# Vorderbremshebel rechts oder links ??



## wittenberger (26. August 2011)

Hallo, ich weiss nicht ob es hier oder bei Bremsen reingehört, aber ist ja egal.

Als jemand der fast 30 Jahre Motorradgeländesport, neudeutsch Endurowettbewerbe gefahren ist, hatte ich bisher an meinem Crossbike die
Seiten vom  Vorderrad und Hinterradbremshebel am Lenker vertauscht, damit es soherum wie am Motorrad ist. Nun ist es für immer vorbei mit Motorradfahren und ich will nur noch MTB fahren, sollte ich weil ich es so viele Jahre gewöhnt bin die Motorradseiten beibehalten oder umbauen auf MTB und halt umlernen ? Im Augenblick bremse ich immer falsch mit der Fahrradseitenaufteilung.
Hat jemand ähnliche Probleme oder Erfahrungen ?

Danke, Frank


----------



## smutbert (26. August 2011)

keine Erfahrungen, aber mir ist kein (vernünftiger) Grund bekannt, weswegen du dich an die Fahrradgepflogenheiten anpassen solltest oder gar müßtest. Wenn du so besser zurechtkommst, laß es einfach so.


----------



## MTB-News.de




----------



## grabo (26. August 2011)

Mahlzeit

Ich würde sagen "never change a running system"
mach es einfach so wie beim motorrad.
In schreck situationen ist die hand eh schneller als der kopf und dann endet das nachher nur böse ...


----------



## wittenberger (26. August 2011)

Ja danke, dass stimmt, nur wenn ich nachdenke weiss ich das die vordere Bremse links ist, mein Unterbewusstsein bremst bei  plötzlichen Bremsungen  immer noch immer rechts wenn es vorn sein soll , dann las ich es so.

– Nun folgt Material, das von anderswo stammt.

//! Helpers for consuming finite prefixes of possibly infinite sequences.
//!
//! Every helper stops as soon as it has its answer, so all of them are safe
//! to call on an unbounded [`Unfold`](super::Unfold) provided the stopping
//! condition is eventually met.

use std::hash::Hash;

use crate::cycle::HashedVisited;

/// Splits a sequence before the first element satisfying `predicate`.
///
/// Returns the elements preceding the match and the match itself. The
/// matching element is `None` only if the iterator ends without a match.
///
/// # Examples
///
/// ```rust
/// use cyclefind::sequence::{split_before, unfold};
///
/// let (before, found) = split_before(unfold(|x: &u32| x + 1, 0), |x| *x >= 3);
/// assert_eq!(before, vec![0, 1, 2]);
/// assert_eq!(found, Some(3));
///
/// let (before, found) = split_before([1, 2], |x| *x > 5);
/// assert_eq!(before, vec![1, 2]);
/// assert_eq!(found, None);
/// ```
pub fn split_before<I, P>(iterable: I, mut predicate: P) -> (Vec<I::Item>, Option<I::Item>)
where
    I: IntoIterator,
    P: FnMut(&I::Item) -> bool,
{
    let mut before = Vec::new();
    for element in iterable {
        if predicate(&element) {
            return (before, Some(element));
        }
        before.push(element);
    }
    (before, None)
}

/// Collects the elements preceding the first one that satisfies `predicate`.
///
/// # Examples
///
/// ```rust
/// use cyclefind::sequence::{take_before, unfold};
///
/// let taken = take_before(unfold(|x: &i32| x * 2, 1), |x| *x > 20);
/// assert_eq!(taken, vec![1, 2, 4, 8, 16]);
/// ```
pub fn take_before<I, P>(iterable: I, predicate: P) -> Vec<I::Item>
where
    I: IntoIterator,
    P: FnMut(&I::Item) -> bool,
{
    split_before(iterable, predicate).0
}

/// Collects the distinct elements of a sequence up to its first repetition.
///
/// The repeated element is not appended again. For an iterate sequence this
/// is exactly the set of values on its prefix and its cycle. Membership uses
/// [`HashedVisited`], so the hasher follows the crate's feature flags.
///
/// # Examples
///
/// ```rust
/// use cyclefind::sequence::{distinct_until_repeat, unfold};
///
/// let walked = distinct_until_repeat(unfold(|x: &u32| x * x % 7, 3));
/// assert_eq!(walked, vec![3, 2, 4]);
/// ```
pub fn distinct_until_repeat<I>(iterable: I) -> Vec<I::Item>
where
    I: IntoIterator,
    I::Item: Clone + Eq + Hash,
{
    let mut seen: HashedVisited<I::Item> = HashedVisited::default();
    take_before(iterable, |element| !seen.insert(element.clone()))
}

Danke erstmal, für die Bestätigung.


----------



## Suicyclist (26. August 2011)

Bremsen auf Motostyle umbauen war auch bei mir eine der ersten Umbaumaßnahmen. Wenn man's vom Motorradfahren so gewohnt ist, macht  das auch durchaus Sinn.
Ich kann die Vorderradbremse so wesentlich besser dosieren!


----------



## pjgraf (26. August 2011)

ja, kenn viele die im motostyle fahren. nur wenn jemand mit dein fahrrad fährt, davor drauf hinweisen


----------



## Suicyclist (26. August 2011)

pjgraf schrieb:


> ja, kenn viele die im motostyle fahren. nur wenn jemand mit dein fahrrad fährt, davor drauf hinweisen



Stimmt! Is' auch 'n super Diebstahlschutz, wenn der Langfinger gleich an der ersten Ecke kopfüber geht!


----------



## Teguerite (26. August 2011)

Die rechte Hand kann sich nicht umgewöhnen, die linke Hand aber schon? Oder kuppelst Du dann damit beim schalten ?


----------



## Suicyclist (27. August 2011)

Teguerite schrieb:


> Die rechte Hand kann sich nicht umgewöhnen, die linke Hand aber schon? Oder kuppelst Du dann damit beim schalten ?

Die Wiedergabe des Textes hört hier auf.